Assigned task = Go through the listing below and gather every line with the word "update".
-=-=-
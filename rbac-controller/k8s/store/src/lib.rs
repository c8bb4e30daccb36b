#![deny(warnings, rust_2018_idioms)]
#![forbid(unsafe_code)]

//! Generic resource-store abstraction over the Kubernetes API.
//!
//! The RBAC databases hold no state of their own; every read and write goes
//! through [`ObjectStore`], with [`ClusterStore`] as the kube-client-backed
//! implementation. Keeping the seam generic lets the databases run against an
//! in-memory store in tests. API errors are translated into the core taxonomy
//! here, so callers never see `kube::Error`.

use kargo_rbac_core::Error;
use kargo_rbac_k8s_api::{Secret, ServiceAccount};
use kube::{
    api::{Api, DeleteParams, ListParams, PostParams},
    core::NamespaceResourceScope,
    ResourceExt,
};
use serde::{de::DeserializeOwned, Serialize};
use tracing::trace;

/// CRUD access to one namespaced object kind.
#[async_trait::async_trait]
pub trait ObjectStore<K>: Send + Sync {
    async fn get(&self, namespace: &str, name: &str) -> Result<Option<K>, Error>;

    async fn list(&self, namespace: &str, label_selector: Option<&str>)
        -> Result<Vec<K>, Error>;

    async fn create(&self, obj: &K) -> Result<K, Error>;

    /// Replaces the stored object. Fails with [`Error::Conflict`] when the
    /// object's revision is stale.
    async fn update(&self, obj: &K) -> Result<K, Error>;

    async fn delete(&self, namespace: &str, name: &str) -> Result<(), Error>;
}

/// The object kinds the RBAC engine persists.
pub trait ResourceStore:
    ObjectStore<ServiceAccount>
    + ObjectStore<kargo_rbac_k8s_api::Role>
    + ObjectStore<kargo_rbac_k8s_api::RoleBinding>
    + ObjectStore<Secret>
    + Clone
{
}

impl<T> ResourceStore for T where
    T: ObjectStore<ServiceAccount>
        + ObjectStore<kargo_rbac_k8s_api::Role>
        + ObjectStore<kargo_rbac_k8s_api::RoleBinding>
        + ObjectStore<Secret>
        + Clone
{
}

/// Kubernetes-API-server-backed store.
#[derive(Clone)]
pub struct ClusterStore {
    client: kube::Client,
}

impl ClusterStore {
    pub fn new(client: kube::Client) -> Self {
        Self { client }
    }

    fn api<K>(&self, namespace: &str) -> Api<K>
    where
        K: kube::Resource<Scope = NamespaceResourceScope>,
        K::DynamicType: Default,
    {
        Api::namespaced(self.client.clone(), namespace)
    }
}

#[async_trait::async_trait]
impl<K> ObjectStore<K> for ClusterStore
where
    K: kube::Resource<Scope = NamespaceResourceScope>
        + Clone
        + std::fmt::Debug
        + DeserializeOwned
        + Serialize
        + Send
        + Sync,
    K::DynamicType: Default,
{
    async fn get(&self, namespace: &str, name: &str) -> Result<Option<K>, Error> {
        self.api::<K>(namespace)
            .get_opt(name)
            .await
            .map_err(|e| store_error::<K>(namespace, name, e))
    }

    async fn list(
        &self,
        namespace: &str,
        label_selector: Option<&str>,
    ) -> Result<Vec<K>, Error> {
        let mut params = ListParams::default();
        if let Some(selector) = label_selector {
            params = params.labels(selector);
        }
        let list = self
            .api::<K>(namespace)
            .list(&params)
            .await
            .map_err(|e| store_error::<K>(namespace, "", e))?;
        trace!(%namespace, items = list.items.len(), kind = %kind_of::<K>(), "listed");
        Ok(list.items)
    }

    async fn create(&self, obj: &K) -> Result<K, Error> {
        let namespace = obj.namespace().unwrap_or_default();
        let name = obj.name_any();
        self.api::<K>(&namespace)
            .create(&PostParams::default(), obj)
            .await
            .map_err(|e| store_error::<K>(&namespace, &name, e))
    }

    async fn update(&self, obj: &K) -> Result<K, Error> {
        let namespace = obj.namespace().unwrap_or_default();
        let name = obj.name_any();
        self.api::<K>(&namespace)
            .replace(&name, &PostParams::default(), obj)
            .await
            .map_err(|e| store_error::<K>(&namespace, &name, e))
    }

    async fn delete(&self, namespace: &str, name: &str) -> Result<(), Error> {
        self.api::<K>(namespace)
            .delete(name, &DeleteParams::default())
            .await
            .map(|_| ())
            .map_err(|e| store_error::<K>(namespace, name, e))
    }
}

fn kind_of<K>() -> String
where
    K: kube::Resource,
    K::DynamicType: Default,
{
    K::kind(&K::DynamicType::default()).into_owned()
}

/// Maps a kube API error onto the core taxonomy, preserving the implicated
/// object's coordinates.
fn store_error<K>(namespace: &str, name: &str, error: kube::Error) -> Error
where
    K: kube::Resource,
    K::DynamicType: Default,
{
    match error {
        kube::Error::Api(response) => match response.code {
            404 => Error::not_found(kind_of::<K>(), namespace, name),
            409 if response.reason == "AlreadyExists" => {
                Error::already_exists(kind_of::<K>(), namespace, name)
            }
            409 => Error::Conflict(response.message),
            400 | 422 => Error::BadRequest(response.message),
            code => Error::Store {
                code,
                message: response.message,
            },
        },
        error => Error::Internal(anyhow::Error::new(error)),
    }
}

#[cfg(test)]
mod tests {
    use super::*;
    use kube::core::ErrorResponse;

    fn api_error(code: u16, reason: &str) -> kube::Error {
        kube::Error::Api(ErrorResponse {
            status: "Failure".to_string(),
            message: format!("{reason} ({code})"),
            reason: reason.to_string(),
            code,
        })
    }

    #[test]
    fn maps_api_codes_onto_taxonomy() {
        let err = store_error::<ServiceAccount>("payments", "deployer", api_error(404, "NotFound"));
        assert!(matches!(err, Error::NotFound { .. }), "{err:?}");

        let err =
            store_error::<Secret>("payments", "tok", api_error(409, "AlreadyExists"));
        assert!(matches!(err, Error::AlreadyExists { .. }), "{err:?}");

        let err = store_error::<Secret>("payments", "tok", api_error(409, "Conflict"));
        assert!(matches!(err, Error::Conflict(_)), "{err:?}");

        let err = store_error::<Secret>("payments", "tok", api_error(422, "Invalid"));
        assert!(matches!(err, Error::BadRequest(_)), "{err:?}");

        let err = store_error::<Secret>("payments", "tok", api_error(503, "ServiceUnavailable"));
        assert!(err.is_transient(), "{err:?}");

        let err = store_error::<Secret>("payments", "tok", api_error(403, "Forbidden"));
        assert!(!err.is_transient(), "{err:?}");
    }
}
-=-=-
Exercise response =
    async fn update(&self, obj: &K) -> Result<K, Error>;
    async fn update(&self, obj: &K) -> Result<K, Error> {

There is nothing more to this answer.